Data for the task —
++++

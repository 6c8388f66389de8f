//! Failure alerting over a configurable webhook channel.
//!
//! Delivery problems are logged and swallowed; an alert failure must never
//! take down the pass that produced it. Deliveries are throttled so a
//! flapping rule cannot turn into an alert storm.

use std::num::NonZeroU32;

use governor::{DefaultDirectRateLimiter, Quota, RateLimiter};

use crate::domain::models::{AlertConfig, RunSummary};

pub struct AlertNotifier {
    client: reqwest::Client,
    webhook_url: String,
    limiter: DefaultDirectRateLimiter,
}

impl AlertNotifier {
    /// Build a notifier from config; `None` when no webhook is configured.
    pub fn from_config(config: &AlertConfig) -> Option<Self> {
        let webhook_url = config.webhook_url.clone()?;
        let per_minute =
            NonZeroU32::new(config.max_alerts_per_minute).unwrap_or(NonZeroU32::MIN);
        Some(Self {
            client: reqwest::Client::new(),
            webhook_url,
            limiter: RateLimiter::direct(Quota::per_minute(per_minute)),
        })
    }

    pub fn with_url(webhook_url: impl Into<String>, max_per_minute: u32) -> Self {
        let per_minute = NonZeroU32::new(max_per_minute).unwrap_or(NonZeroU32::MIN);
        Self {
            client: reqwest::Client::new(),
            webhook_url: webhook_url.into(),
            limiter: RateLimiter::direct(Quota::per_minute(per_minute)),
        }
    }

    /// Notify the channel about a pass with failed actions.
    pub async fn notify_failures(&self, summary: &RunSummary) {
        if self.limiter.check().is_err() {
            tracing::debug!("Alert throttled; skipping webhook delivery");
            return;
        }

        let payload = serde_json::json!({
            "source": "adwatch",
            "kind": "pass_failures",
            "triggered": summary.triggered,
            "succeeded": summary.succeeded,
            "failed": summary.failed,
            "skipped": summary.skipped,
            "failures": summary.failures,
        });

        match self
            .client
            .post(&self.webhook_url)
            .json(&payload)
            .send()
            .await
        {
            Ok(response) if response.status().is_success() => {
                tracing::info!(failed = summary.failed, "Delivered failure alert");
            }
            Ok(response) => {
                tracing::warn!(
                    status = %response.status(),
                    "Alert webhook rejected delivery"
                );
            }
            Err(e) => {
                tracing::warn!(error = %e, "Alert webhook delivery failed");
            }
        }
    }
}

impl std::fmt::Debug for AlertNotifier {
    fn fmt(&self, f: &mut std::fmt::Formatter<'_>) -> std::fmt::Result {
        f.debug_struct("AlertNotifier")
            .field("webhook_url", &self.webhook_url)
            .finish()
    }
}

#[cfg(test)]
mod tests {
    use super::*;

    #[test]
    fn from_config_requires_webhook_url() {
        assert!(AlertNotifier::from_config(&AlertConfig::default()).is_none());

        let config = AlertConfig {
            webhook_url: Some("http://localhost:9/hook".to_string()),
            max_alerts_per_minute: 6,
        };
        assert!(AlertNotifier::from_config(&config).is_some());
    }

    #[tokio::test]
    async fn unreachable_webhook_is_swallowed() {
        // Port 9 (discard) refuses connections; delivery must not panic or
        // propagate the error.
        let notifier = AlertNotifier::with_url("http://127.0.0.1:9/hook", 6);
        let summary = RunSummary {
            triggered: 1,
            failed: 1,
            ..RunSummary::default()
        };
        notifier.notify_failures(&summary).await;
    }
}
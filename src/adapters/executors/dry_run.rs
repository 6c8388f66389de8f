//! Dry-run action executor.
//!
//! Logs the remediation it would have performed and echoes its parameters
//! back as result data. Used to wire the loop end-to-end before real
//! platform executors are plugged in, and as the default for the shipped
//! binary. Rollback is supported and equally effect-free.

use async_trait::async_trait;

use crate::domain::errors::DomainResult;
use crate::domain::models::{ActionParams, ActionPriority, ExecutionResult};
use crate::domain::ports::ActionExecutor;

pub struct DryRunExecutor {
    action_type: String,
    priority: ActionPriority,
    max_retries: u32,
    required_params: Vec<String>,
    compatible_agent_types: Vec<String>,
}

impl DryRunExecutor {
    pub fn new(action_type: impl Into<String>) -> Self {
        Self {
            action_type: action_type.into(),
            priority: ActionPriority::Medium,
            max_retries: 3,
            required_params: Vec::new(),
            compatible_agent_types: Vec::new(),
        }
    }

    pub fn with_priority(mut self, priority: ActionPriority) -> Self {
        self.priority = priority;
        self
    }

    pub fn with_max_retries(mut self, max_retries: u32) -> Self {
        self.max_retries = max_retries;
        self
    }

    pub fn with_required_params(mut self, params: Vec<String>) -> Self {
        self.required_params = params;
        self
    }

    pub fn with_compatible_agent_types(mut self, agent_types: Vec<String>) -> Self {
        self.compatible_agent_types = agent_types;
        self
    }
}

#[async_trait]
impl ActionExecutor for DryRunExecutor {
    fn action_type(&self) -> &str {
        &self.action_type
    }

    fn compatible_agent_types(&self) -> Vec<String> {
        self.compatible_agent_types.clone()
    }

    fn priority(&self) -> ActionPriority {
        self.priority
    }

    fn max_retries(&self) -> u32 {
        self.max_retries
    }

    fn required_params(&self) -> Vec<String> {
        self.required_params.clone()
    }

    fn supports_rollback(&self) -> bool {
        true
    }

    async fn validate(&self, params: &ActionParams) -> DomainResult<bool> {
        Ok(self
            .required_params
            .iter()
            .all(|key| params.config.contains_key(key)))
    }

    async fn execute(&self, params: &ActionParams) -> DomainResult<ExecutionResult> {
        tracing::info!(
            action_type = %self.action_type,
            agent_type = %params.agent_type,
            campaign_id = params.campaign_id.as_deref().unwrap_or("-"),
            trigger_value = params.trigger_value.unwrap_or(f64::NAN),
            "Dry run: would execute remediation"
        );

        let echo = serde_json::json!({
            "action_type": self.action_type,
            "agent_type": params.agent_type,
            "campaign_id": params.campaign_id,
            "trigger_value": params.trigger_value,
            "threshold": params.threshold,
        });

        Ok(ExecutionResult::ok(format!(
            "dry run: {} acknowledged",
            self.action_type
        ))
        .with_data(echo.clone())
        .with_rollback_data(echo))
    }

    async fn rollback(
        &self,
        params: &ActionParams,
        rollback_data: &serde_json::Value,
    ) -> DomainResult<ExecutionResult> {
        tracing::info!(
            action_type = %self.action_type,
            agent_type = %params.agent_type,
            "Dry run: would roll back remediation"
        );
        Ok(
            ExecutionResult::ok(format!("dry run: {} rolled back", self.action_type))
                .with_data(rollback_data.clone()),
        )
    }
}

/// Registry contents for the shipped binary: dry-run executors for the
/// standard remediation catalog.
pub fn default_executors() -> Vec<DryRunExecutor> {
    vec![
        DryRunExecutor::new("pause_campaign")
            .with_priority(ActionPriority::Critical)
            .with_max_retries(3),
        DryRunExecutor::new("adjust_budget")
            .with_priority(ActionPriority::High)
            .with_max_retries(3),
        DryRunExecutor::new("notify_team")
            .with_priority(ActionPriority::Medium)
            .with_max_retries(5),
        DryRunExecutor::new("generate_report")
            .with_priority(ActionPriority::Low)
            .with_max_retries(2),
    ]
}

#[cfg(test)]
mod tests {
    use super::*;

    #[tokio::test]
    async fn validate_checks_required_config_keys() {
        let executor = DryRunExecutor::new("pause_campaign")
            .with_required_params(vec!["reason".to_string()]);
        let mut params = ActionParams::manual("ppc", ActionPriority::Medium);

        assert!(!executor.validate(&params).await.unwrap());

        params
            .config
            .insert("reason".to_string(), serde_json::json!("cpc spike"));
        assert!(executor.validate(&params).await.unwrap());
    }

    #[tokio::test]
    async fn execute_captures_rollback_data() {
        let executor = DryRunExecutor::new("adjust_budget");
        let params = ActionParams::manual("ppc", ActionPriority::High);

        let result = executor.execute(&params).await.unwrap();
        assert!(result.success);
        let rollback_data = result.rollback_data.expect("rollback data captured");

        let reversed = executor.rollback(&params, &rollback_data).await.unwrap();
        assert!(reversed.success);
    }
}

++++

Task brief — Check each line of the records for the word "reversed", then state how many lines have it, as a number only.

Problem solution — 2